Cruikshank, 1820. ©Trustees of the British Museum

In December 1820 a secret meeting was held in the vestry room to agree a ‘loyal address to the monarch’, weighing in on the side of the King. The signatures gave the individuals concerned official designations (curate, churchwarden, overseer) creating the appearance of a formal address from the parish. When this was discovered a properly convened vestry meeting was held on the 28 December (in the church, not the vestry room, presumably because of the numbers attending) which condemned this covert and ‘unconstitutional’ act by a group too ashamed or afraid to meet in public. ‘Constitutionalism’ was the dominant political rhetoric of the day, used by radicals in their critical analysis of the corruption of the constitution which could only be restored by parliamentary reform. But the vestrymen also used constitutionalism as an internal principle, both to enhance their own standing and denounce their opponents. The procedures for calling vestry meetings provided the foundation for claiming that the decisions of such meetings represented the views of all parishioners and the vestry activists were assiduous in ensuring the procedures were correctly followed. This secret meeting, therefore, undermined the legitimate vestry. The vestry resolved:

That while we yield to no man or set of men on constitutional loyalty this vestry feels indignant at the recent [attempt] … to palm an ultra-loyal address upon the public as expressive of the sentiments of this great and populous parish without offering it to the consideration of the parishioners at large in vestry assembled.

Alert to the political opportunity presented, the vestrymen decided that part of their response to this attempt should be to defend themselves to the King, an address that included the statement:

That we want a full, fair and free representation of the people in the Commons house of Parliament, is to be attributed to the continuance of the present system of excessive taxation and the consequent poverty of the people, the lavish expenditure of public money, the increase of military barracks, the continuance in time of peace of a large standing army, and the enlargement of our gaols and workhouses to raise the criminal and suffering victims of fiscal excess and oppression.

Three of the five men reported as speaking at this meeting were Dissenters, and they were particularly critical of the curate’s role: one, Samuel Blackburn, ‘condemned the interference of the clergy in political matters and lamented the too general subserviency’ of Anglican churchmen. The vestry was open to all ratepayers, regardless of their religion, and from time to time even the churchwarden was a dissenter (Mr Pearce, discussed below, was one).

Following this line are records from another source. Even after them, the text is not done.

//! Command-line surface.

use clap::{ArgAction, Parser};
use std::path::PathBuf;

#[derive(Parser, Debug)]
#[command(
    name = "jobchat",
    about = "Conversational job-search assistant",
    version
)]
pub struct Cli {
    /// The message to send to the assistant
    pub question: Option<String>,

    /// Replay a prior transcript (JSON file) as conversation context
    #[arg(long, value_name = "FILE")]
    pub history: Option<PathBuf>,

    /// Write the completed transcript to a JSON file for later replay
    #[arg(long, value_name = "FILE")]
    pub save_transcript: Option<PathBuf>,

    /// Wait for the full answer instead of streaming it
    #[arg(long)]
    pub buffered: bool,

    /// Emit raw JSON-line event frames on stdout
    #[arg(long, conflicts_with = "buffered")]
    pub json: bool,

    /// Increase log verbosity (-v info, -vv debug, -vvv trace)
    #[arg(short, long, action = ArgAction::Count)]
    pub verbose: u8,

    /// Path to a config file (overrides discovery)
    #[arg(long, value_name = "FILE")]
    pub config: Option<PathBuf>,

    /// Skip config files entirely, use built-in defaults
    #[arg(long)]
    pub no_config: bool,

    /// Override the configured model
    #[arg(long)]
    pub model: Option<String>,

    /// List the available tools and exit
    #[arg(long)]
    pub list_tools: bool,
}
//! Configuration file loader with multi-source merging

use super::file_config::FileConfig;
use figment::{
    Figment,
    providers::{Env, Format, Serialized, Toml},
};
use std::path::PathBuf;

/// Configuration loader that handles file discovery and merging
pub struct ConfigLoader;

impl ConfigLoader {
    /// Load configuration from all sources with proper priority
    ///
    /// Priority (highest to lowest):
    /// 1. Environment: `JOBCHAT_*` (e.g. `JOBCHAT_PROVIDER__API_KEY`)
    /// 2. Explicit config path (if provided)
    /// 3. Project root: `./jobchat.toml` or `./.jobchat.toml`
    /// 4. Global: `~/.config/jobchat/config.toml`
    /// 5. Default values
    pub fn load(config_path: Option<&PathBuf>) -> Result<FileConfig, Box<figment::Error>> {
        let mut figment = Figment::new().merge(Serialized::defaults(FileConfig::default()));

        if let Some(global_path) = Self::global_config_path()
            && global_path.exists()
        {
            figment = figment.merge(Toml::file(&global_path));
        }

        for filename in &["jobchat.toml", ".jobchat.toml"] {
            let path = PathBuf::from(filename);
            if path.exists() {
                figment = figment.merge(Toml::file(&path));
                break;
            }
        }

        if let Some(path) = config_path {
            figment = figment.merge(Toml::file(path));
        }

        figment = figment.merge(Env::prefixed("JOBCHAT_").split("__"));

        figment.extract().map_err(Box::new)
    }

    /// Load only default configuration (for --no-config)
    pub fn load_defaults() -> FileConfig {
        FileConfig::default()
    }

    /// Get the global config file path
    pub fn global_config_path() -> Option<PathBuf> {
        dirs::config_dir().map(|d| d.join("jobchat").join("config.toml"))
    }
}

#[cfg(test)]
mod tests {
    use super::*;
    use std::io::Write;

    #[test]
    fn test_load_defaults() {
        let config = ConfigLoader::load_defaults();
        assert_eq!(config.chat.max_tool_rounds, 4);
        assert_eq!(config.provider.base_url, "https://api.openai.com/v1");
    }

    #[test]
    fn test_global_config_path_returns_some() {
        // Should return a path (even if the file doesn't exist)
        let path = ConfigLoader::global_config_path();
        assert!(path.is_some());
        assert!(path.unwrap().to_string_lossy().contains("jobchat"));
    }

    #[test]
    fn test_explicit_path_overrides_defaults() {
        let mut file = tempfile::Builder::new()
            .suffix(".toml")
            .tempfile()
            .unwrap();
        writeln!(
            file,
            "[provider]\nmodel = \"gpt-4.1\"\n\n[chat]\nmax_tool_rounds = 8"
        )
        .unwrap();

        let path = file.path().to_path_buf();
        let config = ConfigLoader::load(Some(&path)).unwrap();

        assert_eq!(config.provider.model, "gpt-4.1");
        assert_eq!(config.chat.max_tool_rounds, 8);
        // Untouched sections keep their defaults
        assert_eq!(config.chat.max_model_retries, 2);
    }
}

One of the advantages of using the vestry as a platform was that it gave radicals access to the funds necessary to organise petitions and to publicise their opinions in the newspapers. This use of parish money was also challenged, unsuccessfully as the vestry decided that the parish funds could be used for ‘any costs and charges which this vestry may determine’ (20 February 1819). In November 1820 the churchwarden (Mr Jennings) was authorised to pay four guineas to advertise the vestry resolutions in support of the Queen in The Statesman, but refused – unsurprisingly as he was part of the ‘ultra-loyal’ clique. He was required to vacate the chair and was replaced by the under-churchwarden (Mr Pearce).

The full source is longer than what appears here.